EXERCISE DIRECTIONS: Check each line of the material below for "PartialEq", then copy the ones that contain it.

PROVIDED RECORDS:
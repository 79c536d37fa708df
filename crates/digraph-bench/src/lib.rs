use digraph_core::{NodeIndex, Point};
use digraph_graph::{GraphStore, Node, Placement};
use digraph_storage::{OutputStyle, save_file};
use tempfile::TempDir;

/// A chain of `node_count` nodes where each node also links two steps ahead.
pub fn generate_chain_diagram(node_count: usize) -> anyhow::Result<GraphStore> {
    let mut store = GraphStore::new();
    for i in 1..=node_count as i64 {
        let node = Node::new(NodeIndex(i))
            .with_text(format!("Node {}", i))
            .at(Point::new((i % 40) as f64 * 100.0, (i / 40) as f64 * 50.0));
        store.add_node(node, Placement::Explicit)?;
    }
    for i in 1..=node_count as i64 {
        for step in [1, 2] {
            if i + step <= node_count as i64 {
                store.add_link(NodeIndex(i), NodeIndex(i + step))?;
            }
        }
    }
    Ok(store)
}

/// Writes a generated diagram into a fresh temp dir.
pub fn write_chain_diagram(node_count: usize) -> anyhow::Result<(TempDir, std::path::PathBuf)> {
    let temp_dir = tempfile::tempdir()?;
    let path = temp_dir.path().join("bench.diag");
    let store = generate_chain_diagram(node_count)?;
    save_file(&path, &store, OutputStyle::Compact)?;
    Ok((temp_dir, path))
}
---
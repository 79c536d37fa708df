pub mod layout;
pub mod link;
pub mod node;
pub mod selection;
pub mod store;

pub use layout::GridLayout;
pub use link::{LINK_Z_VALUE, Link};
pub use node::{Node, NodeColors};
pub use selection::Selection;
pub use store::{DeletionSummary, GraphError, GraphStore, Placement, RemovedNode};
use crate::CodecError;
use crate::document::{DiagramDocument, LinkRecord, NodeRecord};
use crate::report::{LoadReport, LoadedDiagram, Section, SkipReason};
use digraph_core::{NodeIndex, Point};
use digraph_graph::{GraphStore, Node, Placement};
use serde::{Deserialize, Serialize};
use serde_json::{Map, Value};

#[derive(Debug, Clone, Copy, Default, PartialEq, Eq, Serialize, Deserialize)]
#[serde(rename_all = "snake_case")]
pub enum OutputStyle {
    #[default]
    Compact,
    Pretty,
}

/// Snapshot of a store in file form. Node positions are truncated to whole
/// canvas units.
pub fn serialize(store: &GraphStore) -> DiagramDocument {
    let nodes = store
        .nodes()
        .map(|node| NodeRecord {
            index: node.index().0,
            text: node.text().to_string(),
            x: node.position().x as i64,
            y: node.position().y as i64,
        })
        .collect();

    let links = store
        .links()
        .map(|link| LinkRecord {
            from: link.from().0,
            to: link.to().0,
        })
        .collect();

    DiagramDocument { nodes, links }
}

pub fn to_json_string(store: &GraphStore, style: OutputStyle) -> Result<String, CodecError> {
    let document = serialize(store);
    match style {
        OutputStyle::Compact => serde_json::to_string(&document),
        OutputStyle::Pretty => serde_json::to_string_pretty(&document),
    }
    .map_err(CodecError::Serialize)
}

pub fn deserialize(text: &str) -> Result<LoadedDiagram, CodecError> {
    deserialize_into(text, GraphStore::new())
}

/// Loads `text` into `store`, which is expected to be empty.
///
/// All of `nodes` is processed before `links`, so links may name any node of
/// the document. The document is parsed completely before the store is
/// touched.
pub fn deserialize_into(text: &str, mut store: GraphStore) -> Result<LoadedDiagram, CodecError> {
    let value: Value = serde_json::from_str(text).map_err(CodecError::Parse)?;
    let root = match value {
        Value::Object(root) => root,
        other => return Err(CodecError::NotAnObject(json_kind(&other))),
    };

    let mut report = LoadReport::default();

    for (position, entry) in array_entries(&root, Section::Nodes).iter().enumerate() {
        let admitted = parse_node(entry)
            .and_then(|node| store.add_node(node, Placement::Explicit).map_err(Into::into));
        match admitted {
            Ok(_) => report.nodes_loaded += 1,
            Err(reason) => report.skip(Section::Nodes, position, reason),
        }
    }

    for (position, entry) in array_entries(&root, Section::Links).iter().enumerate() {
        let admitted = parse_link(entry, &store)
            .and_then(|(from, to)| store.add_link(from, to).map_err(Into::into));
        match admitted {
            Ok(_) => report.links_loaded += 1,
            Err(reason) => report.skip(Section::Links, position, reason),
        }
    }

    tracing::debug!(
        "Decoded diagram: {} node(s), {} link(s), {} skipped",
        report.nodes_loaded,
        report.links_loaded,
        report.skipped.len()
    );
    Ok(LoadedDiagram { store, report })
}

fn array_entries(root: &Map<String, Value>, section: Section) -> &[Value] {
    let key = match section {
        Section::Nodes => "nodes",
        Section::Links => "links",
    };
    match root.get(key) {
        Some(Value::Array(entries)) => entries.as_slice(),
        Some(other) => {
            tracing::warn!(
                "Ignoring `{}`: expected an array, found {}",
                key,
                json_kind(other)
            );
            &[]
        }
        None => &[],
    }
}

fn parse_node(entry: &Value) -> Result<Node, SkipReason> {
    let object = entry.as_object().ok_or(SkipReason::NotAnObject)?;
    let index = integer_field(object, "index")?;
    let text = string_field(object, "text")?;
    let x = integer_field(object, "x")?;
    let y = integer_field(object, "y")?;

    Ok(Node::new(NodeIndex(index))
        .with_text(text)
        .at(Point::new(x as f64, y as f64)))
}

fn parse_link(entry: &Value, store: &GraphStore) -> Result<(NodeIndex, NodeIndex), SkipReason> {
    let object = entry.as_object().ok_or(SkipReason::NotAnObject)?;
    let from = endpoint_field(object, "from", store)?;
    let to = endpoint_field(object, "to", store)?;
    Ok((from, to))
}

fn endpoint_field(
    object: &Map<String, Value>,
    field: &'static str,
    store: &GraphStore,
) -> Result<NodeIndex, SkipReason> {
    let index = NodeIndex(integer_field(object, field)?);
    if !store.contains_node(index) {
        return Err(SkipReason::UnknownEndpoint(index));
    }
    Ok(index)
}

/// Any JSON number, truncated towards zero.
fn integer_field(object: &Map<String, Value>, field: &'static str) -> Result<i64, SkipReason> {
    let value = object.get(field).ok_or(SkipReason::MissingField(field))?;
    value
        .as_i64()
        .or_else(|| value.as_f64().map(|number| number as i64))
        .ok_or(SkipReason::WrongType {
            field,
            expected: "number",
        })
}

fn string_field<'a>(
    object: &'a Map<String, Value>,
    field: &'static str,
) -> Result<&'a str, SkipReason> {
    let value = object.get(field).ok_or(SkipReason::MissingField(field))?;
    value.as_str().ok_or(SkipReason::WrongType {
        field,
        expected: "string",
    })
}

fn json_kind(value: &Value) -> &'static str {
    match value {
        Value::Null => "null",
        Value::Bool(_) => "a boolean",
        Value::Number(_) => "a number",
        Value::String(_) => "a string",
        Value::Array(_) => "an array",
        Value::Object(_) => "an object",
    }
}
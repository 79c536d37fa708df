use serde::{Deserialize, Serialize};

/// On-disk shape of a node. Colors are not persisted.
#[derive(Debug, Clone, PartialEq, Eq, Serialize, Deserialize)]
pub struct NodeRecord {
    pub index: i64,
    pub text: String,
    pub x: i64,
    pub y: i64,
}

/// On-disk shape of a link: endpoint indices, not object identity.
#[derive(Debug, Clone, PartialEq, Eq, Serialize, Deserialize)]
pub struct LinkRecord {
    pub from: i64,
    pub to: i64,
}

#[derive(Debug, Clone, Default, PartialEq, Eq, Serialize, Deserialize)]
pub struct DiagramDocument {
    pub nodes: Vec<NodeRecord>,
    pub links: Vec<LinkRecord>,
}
* * *
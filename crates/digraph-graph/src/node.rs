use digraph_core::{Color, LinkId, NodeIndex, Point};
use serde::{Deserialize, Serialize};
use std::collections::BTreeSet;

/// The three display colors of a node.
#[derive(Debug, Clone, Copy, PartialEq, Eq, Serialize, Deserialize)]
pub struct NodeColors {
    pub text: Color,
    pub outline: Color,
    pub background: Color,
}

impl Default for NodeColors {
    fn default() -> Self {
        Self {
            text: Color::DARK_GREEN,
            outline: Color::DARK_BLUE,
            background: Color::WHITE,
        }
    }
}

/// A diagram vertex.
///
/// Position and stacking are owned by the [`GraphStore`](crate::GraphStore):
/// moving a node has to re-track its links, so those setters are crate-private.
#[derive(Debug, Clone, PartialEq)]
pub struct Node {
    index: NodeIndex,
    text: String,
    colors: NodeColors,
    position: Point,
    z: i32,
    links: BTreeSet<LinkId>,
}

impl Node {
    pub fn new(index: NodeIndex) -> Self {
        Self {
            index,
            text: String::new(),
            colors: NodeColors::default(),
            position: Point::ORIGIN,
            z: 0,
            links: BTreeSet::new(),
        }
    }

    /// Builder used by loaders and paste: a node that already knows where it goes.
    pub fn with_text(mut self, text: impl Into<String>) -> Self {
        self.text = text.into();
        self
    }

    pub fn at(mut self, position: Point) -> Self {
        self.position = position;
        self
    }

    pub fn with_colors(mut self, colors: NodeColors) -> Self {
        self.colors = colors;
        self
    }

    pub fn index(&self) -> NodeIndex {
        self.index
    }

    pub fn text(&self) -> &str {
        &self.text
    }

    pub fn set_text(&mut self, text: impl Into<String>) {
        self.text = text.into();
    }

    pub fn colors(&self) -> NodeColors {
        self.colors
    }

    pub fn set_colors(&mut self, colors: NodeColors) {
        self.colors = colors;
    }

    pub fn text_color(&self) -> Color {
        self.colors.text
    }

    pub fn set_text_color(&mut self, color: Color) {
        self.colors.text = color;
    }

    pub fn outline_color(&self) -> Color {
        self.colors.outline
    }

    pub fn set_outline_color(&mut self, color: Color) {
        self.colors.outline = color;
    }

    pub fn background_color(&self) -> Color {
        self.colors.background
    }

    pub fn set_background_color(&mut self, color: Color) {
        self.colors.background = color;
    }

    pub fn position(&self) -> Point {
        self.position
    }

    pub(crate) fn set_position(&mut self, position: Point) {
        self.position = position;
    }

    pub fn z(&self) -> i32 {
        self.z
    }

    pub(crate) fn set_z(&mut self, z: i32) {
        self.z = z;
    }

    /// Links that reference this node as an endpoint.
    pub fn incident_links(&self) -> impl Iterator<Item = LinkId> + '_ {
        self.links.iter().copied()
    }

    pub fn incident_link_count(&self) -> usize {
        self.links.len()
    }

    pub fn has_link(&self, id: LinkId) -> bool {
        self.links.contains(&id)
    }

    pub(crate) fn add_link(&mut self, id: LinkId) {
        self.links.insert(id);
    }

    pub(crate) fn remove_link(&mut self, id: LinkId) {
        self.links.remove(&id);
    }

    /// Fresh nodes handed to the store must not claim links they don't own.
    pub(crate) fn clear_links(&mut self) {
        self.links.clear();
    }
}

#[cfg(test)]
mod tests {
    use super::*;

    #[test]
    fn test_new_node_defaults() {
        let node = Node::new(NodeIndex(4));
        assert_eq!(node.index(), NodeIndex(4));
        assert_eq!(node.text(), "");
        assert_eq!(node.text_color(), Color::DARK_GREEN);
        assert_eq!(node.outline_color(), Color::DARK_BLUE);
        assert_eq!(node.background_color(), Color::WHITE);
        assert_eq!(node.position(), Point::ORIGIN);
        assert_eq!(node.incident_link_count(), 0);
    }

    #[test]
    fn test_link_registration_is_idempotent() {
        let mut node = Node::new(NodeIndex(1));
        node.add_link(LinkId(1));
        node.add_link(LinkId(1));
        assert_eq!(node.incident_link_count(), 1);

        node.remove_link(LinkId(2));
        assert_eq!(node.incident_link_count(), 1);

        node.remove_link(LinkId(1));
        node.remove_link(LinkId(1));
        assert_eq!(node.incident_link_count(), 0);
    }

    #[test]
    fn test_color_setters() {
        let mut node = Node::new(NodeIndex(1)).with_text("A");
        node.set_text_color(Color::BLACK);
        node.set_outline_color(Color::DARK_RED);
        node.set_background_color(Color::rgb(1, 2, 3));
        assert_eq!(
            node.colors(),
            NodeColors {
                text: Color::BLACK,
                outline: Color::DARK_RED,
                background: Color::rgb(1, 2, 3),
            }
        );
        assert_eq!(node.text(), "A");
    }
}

SOLUTION FOR THIS PROBLEM:
#[derive(Debug, Clone, Copy, Default, PartialEq, Eq, Serialize, Deserialize)]
#[derive(Debug, Clone, PartialEq, Eq, Serialize, Deserialize)]
#[derive(Debug, Clone, PartialEq, Eq, Serialize, Deserialize)]
#[derive(Debug, Clone, Default, PartialEq, Eq, Serialize, Deserialize)]
#[derive(Debug, Clone, Copy, PartialEq, Eq, Serialize, Deserialize)]
#[derive(Debug, Clone, PartialEq)]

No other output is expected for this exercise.